╭─ Source material

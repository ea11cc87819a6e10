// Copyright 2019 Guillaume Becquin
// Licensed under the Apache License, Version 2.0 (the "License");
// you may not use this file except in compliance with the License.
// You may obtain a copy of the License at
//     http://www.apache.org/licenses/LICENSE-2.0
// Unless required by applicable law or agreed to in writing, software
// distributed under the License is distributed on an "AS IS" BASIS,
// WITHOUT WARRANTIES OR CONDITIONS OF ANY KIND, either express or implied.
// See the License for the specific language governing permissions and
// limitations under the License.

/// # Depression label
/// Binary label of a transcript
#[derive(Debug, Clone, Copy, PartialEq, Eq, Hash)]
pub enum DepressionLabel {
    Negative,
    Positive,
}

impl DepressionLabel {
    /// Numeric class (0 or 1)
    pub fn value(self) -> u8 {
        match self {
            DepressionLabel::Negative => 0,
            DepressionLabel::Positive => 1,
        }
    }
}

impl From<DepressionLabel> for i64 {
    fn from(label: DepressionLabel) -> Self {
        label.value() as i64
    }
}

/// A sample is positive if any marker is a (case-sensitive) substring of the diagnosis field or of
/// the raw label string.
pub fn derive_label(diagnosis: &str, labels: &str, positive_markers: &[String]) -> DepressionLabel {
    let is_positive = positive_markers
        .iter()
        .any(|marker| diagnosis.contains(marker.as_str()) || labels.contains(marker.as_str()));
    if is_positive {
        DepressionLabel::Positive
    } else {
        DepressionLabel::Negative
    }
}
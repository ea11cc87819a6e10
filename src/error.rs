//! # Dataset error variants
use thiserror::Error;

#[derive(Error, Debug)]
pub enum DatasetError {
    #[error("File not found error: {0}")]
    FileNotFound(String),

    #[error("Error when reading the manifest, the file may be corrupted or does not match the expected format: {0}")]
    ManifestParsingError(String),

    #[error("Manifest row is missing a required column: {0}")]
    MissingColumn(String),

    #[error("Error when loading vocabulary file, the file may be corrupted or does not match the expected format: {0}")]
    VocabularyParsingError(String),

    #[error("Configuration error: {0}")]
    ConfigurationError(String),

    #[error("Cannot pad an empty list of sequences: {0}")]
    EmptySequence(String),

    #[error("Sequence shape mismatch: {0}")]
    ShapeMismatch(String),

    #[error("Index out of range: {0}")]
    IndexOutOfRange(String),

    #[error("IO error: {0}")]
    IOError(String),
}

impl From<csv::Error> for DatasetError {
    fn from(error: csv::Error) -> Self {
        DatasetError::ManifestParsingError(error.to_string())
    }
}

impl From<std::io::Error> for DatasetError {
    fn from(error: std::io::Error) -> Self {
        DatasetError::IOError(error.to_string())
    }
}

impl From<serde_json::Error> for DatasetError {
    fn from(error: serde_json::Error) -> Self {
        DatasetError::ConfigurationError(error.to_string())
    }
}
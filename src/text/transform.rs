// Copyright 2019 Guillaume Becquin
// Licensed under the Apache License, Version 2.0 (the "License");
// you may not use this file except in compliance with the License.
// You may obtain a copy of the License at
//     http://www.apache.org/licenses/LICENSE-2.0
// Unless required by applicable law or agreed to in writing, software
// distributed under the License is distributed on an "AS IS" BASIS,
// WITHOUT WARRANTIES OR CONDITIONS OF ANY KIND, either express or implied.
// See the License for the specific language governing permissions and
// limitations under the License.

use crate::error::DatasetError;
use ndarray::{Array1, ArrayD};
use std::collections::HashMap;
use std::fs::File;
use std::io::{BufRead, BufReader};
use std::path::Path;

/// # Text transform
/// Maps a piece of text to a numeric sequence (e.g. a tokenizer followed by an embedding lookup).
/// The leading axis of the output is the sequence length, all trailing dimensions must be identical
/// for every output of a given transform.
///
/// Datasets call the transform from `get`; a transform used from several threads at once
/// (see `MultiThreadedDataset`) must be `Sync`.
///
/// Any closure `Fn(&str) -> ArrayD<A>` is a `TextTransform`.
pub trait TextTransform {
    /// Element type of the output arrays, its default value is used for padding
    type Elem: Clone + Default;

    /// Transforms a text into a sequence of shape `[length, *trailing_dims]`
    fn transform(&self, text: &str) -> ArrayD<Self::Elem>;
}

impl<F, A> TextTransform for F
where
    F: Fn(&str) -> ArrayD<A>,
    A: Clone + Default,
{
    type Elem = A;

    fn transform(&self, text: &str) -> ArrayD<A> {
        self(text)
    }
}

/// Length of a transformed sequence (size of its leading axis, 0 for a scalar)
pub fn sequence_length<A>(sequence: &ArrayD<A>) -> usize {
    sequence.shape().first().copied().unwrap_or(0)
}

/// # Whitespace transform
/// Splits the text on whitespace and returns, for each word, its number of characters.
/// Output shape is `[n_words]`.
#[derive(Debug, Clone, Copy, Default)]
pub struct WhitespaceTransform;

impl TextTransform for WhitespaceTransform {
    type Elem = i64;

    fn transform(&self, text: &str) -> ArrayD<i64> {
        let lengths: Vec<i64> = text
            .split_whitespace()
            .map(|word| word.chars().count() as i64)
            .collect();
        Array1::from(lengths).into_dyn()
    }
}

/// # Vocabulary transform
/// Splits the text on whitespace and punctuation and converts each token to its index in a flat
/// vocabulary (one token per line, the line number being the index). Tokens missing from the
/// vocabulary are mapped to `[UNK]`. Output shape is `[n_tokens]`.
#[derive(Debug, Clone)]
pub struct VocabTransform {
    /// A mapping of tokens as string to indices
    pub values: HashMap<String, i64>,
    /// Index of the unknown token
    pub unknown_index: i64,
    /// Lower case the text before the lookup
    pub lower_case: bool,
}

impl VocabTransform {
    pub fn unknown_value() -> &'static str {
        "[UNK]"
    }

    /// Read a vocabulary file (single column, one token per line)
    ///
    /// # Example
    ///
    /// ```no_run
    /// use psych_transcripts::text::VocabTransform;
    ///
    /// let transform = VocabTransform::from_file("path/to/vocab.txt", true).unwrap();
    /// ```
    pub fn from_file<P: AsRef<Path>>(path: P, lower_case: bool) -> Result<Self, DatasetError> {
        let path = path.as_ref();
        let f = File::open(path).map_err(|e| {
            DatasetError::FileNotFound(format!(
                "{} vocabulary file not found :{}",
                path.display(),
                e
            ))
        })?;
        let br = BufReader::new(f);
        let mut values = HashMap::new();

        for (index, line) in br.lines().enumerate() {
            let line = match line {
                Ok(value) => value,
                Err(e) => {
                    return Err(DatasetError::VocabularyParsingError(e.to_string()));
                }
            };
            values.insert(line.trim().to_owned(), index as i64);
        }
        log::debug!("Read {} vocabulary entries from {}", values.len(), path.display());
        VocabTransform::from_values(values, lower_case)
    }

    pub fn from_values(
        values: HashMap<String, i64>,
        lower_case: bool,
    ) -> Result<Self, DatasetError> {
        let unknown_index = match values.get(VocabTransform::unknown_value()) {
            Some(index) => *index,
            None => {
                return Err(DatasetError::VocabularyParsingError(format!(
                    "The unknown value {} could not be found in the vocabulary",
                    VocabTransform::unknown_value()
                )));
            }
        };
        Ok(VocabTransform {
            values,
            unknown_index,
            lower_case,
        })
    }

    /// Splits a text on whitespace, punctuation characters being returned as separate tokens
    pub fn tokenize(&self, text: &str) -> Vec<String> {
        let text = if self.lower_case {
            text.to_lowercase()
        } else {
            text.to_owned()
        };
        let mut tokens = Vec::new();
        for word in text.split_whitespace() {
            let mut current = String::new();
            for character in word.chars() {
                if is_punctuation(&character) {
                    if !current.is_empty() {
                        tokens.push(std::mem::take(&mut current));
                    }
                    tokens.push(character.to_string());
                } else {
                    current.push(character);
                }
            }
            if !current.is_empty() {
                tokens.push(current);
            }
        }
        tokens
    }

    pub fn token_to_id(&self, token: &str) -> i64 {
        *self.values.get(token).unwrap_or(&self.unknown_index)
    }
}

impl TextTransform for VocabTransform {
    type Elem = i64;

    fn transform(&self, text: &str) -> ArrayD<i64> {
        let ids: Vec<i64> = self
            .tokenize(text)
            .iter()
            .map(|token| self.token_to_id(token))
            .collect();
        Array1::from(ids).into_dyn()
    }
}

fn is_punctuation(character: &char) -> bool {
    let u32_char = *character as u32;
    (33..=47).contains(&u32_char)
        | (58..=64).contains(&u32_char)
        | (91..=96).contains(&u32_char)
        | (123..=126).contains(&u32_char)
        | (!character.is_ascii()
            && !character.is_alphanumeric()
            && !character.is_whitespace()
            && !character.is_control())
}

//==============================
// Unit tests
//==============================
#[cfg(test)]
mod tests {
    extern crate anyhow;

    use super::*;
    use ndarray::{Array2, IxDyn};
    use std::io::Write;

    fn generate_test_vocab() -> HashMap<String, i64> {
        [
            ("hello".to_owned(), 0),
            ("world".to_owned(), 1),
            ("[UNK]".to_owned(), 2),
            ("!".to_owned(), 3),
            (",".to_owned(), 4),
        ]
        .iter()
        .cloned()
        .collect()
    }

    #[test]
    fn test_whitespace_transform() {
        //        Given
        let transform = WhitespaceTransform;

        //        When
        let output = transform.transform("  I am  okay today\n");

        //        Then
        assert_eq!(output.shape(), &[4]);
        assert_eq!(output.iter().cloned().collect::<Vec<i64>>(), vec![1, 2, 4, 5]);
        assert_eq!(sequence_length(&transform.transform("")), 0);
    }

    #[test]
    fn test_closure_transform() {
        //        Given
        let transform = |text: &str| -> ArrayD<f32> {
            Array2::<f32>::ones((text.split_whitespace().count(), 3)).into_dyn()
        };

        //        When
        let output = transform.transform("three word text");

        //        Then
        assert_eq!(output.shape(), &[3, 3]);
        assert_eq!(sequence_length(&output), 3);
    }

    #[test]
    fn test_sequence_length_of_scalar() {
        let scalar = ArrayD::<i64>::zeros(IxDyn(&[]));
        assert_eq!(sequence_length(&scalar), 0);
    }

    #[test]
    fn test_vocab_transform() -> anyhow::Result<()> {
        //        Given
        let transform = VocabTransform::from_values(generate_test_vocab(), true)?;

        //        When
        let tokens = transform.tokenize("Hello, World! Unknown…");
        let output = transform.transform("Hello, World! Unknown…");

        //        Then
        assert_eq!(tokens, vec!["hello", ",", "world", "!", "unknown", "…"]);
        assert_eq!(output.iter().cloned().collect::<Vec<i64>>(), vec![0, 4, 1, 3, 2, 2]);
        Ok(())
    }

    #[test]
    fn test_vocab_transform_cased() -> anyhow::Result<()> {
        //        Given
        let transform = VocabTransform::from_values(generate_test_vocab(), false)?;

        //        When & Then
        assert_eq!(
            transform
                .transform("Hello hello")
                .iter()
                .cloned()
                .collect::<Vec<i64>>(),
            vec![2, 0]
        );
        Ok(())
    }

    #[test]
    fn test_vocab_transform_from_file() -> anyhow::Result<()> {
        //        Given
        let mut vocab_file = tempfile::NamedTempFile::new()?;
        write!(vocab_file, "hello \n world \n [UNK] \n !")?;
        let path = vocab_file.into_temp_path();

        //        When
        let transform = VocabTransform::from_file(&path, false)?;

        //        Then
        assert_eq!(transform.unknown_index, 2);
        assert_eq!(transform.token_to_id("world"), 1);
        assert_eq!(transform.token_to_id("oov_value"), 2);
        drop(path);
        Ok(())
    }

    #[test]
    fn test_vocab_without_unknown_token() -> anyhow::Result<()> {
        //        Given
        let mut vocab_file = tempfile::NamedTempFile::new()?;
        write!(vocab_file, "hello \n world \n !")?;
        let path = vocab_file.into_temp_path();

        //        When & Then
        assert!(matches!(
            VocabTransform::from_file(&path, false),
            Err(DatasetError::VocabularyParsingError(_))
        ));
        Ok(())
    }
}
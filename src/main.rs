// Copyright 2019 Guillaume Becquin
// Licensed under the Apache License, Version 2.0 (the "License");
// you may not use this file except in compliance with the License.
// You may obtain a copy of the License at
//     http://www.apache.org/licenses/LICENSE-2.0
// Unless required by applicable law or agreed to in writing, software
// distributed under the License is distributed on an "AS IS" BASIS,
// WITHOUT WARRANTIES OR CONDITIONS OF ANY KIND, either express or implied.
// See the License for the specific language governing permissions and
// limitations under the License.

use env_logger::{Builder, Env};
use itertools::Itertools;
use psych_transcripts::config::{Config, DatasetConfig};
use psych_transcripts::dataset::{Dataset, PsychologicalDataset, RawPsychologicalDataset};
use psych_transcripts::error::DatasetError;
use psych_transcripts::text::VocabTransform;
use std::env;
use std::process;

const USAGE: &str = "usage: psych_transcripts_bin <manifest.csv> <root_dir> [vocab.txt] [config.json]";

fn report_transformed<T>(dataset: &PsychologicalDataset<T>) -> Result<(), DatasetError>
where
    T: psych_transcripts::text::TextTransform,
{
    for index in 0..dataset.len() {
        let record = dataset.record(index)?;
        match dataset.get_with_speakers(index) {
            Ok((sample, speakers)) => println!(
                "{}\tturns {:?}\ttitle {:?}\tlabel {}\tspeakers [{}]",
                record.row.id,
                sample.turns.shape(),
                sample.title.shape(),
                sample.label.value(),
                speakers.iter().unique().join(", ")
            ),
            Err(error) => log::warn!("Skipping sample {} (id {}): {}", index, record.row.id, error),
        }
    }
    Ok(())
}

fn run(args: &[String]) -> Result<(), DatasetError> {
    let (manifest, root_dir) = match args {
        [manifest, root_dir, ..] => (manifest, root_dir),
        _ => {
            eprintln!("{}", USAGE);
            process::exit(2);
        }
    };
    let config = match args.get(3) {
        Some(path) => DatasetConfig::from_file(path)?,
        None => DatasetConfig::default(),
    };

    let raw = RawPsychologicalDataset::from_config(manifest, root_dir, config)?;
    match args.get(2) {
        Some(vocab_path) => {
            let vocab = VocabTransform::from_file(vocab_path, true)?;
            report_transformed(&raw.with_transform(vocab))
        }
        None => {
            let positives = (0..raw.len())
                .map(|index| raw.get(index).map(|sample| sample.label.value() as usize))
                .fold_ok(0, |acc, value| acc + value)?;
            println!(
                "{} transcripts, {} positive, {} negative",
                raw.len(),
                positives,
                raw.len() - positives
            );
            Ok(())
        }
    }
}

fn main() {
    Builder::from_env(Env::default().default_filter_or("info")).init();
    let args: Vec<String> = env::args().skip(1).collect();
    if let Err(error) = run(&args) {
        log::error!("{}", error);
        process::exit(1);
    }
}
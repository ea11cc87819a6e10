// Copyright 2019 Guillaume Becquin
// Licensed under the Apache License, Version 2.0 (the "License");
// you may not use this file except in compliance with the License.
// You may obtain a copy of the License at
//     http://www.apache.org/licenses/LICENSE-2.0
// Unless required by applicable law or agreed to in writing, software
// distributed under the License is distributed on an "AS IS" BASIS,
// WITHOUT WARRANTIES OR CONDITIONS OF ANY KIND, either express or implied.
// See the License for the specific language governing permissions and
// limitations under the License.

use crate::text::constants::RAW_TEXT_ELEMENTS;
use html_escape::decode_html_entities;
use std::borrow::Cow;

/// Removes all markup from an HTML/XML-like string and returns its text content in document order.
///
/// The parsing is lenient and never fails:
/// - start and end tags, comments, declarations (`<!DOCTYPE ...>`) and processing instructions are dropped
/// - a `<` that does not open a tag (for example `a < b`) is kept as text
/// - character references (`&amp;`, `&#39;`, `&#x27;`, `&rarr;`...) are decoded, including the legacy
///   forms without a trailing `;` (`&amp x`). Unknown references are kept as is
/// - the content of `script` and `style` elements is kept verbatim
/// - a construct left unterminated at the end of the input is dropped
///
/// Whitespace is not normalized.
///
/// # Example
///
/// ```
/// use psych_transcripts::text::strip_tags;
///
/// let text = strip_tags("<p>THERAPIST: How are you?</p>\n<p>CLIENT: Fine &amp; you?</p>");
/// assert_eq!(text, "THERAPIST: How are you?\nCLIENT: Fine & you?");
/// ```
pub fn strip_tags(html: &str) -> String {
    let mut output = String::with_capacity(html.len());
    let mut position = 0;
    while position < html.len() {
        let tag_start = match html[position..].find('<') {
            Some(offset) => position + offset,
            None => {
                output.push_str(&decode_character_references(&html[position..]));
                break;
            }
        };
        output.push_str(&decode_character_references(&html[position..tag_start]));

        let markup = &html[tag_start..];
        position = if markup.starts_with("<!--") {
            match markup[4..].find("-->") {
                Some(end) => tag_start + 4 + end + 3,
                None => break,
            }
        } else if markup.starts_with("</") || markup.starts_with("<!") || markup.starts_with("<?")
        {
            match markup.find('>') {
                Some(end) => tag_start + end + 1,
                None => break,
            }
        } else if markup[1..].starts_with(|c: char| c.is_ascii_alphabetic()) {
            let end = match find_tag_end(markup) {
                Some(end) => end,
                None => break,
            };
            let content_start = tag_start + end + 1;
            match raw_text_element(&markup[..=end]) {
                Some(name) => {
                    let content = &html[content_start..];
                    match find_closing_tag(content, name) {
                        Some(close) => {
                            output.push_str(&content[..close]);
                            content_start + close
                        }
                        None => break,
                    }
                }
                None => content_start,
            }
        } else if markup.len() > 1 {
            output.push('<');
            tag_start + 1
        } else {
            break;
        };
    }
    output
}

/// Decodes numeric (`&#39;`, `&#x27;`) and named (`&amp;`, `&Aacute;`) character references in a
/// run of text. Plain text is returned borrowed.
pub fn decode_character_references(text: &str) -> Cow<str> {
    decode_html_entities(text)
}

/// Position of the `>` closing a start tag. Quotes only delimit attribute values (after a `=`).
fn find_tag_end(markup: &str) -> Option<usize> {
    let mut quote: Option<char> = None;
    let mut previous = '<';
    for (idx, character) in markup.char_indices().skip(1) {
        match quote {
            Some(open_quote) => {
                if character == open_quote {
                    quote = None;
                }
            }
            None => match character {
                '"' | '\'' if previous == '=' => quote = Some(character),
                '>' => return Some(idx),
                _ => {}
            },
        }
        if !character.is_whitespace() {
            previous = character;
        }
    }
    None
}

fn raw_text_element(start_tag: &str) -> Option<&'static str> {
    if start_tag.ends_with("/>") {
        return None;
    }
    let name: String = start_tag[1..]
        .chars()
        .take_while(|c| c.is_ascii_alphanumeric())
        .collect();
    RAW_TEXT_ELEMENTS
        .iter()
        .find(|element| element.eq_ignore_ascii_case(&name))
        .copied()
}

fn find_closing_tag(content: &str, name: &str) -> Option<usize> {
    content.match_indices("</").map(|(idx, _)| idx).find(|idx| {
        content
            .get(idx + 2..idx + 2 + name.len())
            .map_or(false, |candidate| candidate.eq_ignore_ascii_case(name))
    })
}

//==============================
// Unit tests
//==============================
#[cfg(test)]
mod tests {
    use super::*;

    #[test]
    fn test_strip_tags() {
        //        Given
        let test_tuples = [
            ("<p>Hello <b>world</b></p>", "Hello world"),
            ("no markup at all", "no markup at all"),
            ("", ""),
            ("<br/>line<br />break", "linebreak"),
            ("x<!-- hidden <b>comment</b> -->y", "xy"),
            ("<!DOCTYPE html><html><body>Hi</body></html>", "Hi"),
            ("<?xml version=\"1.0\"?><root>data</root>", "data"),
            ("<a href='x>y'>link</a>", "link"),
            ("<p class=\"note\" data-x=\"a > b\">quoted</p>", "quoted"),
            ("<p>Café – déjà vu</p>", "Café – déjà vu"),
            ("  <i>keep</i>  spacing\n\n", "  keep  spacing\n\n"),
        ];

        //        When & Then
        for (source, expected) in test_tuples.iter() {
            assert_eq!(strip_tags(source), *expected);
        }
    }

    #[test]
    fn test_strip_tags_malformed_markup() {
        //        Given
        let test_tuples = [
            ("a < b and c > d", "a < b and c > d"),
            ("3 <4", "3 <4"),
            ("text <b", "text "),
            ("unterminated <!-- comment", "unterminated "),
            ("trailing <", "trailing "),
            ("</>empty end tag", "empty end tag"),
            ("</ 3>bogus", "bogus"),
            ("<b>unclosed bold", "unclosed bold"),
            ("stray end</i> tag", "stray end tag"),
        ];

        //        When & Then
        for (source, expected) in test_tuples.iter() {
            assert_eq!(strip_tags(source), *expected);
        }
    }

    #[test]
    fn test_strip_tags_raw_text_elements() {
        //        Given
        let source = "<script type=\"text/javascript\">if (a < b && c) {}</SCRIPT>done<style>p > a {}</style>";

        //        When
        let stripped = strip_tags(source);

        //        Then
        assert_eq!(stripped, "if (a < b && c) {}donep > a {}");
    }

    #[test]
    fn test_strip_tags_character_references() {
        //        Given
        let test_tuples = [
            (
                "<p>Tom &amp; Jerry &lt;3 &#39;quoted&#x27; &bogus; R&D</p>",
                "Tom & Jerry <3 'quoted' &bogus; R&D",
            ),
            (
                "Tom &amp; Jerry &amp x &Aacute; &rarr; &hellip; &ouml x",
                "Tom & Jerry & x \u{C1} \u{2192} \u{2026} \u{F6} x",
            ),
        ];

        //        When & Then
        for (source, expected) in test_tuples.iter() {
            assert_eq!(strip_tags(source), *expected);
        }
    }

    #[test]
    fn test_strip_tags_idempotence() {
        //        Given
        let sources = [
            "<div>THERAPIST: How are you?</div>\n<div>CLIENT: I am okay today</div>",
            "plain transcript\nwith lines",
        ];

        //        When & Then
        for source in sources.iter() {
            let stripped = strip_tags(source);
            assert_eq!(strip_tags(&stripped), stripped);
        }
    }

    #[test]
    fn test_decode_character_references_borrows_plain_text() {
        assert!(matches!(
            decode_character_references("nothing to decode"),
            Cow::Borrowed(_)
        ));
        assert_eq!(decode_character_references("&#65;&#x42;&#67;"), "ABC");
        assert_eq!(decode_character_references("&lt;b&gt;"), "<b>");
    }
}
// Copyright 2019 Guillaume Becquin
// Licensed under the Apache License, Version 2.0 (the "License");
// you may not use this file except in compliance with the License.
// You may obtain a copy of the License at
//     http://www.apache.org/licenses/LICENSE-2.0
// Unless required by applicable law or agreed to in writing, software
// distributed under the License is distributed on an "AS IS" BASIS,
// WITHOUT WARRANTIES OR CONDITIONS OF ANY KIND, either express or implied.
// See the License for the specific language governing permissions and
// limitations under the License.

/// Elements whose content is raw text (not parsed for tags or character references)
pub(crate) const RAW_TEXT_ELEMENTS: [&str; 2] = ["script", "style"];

╰─

__Problem description__. Return, from the entries, each line that holds "BufReader".

__Answer box__.
use std::io::{BufRead, BufReader};
        let br = BufReader::new(f);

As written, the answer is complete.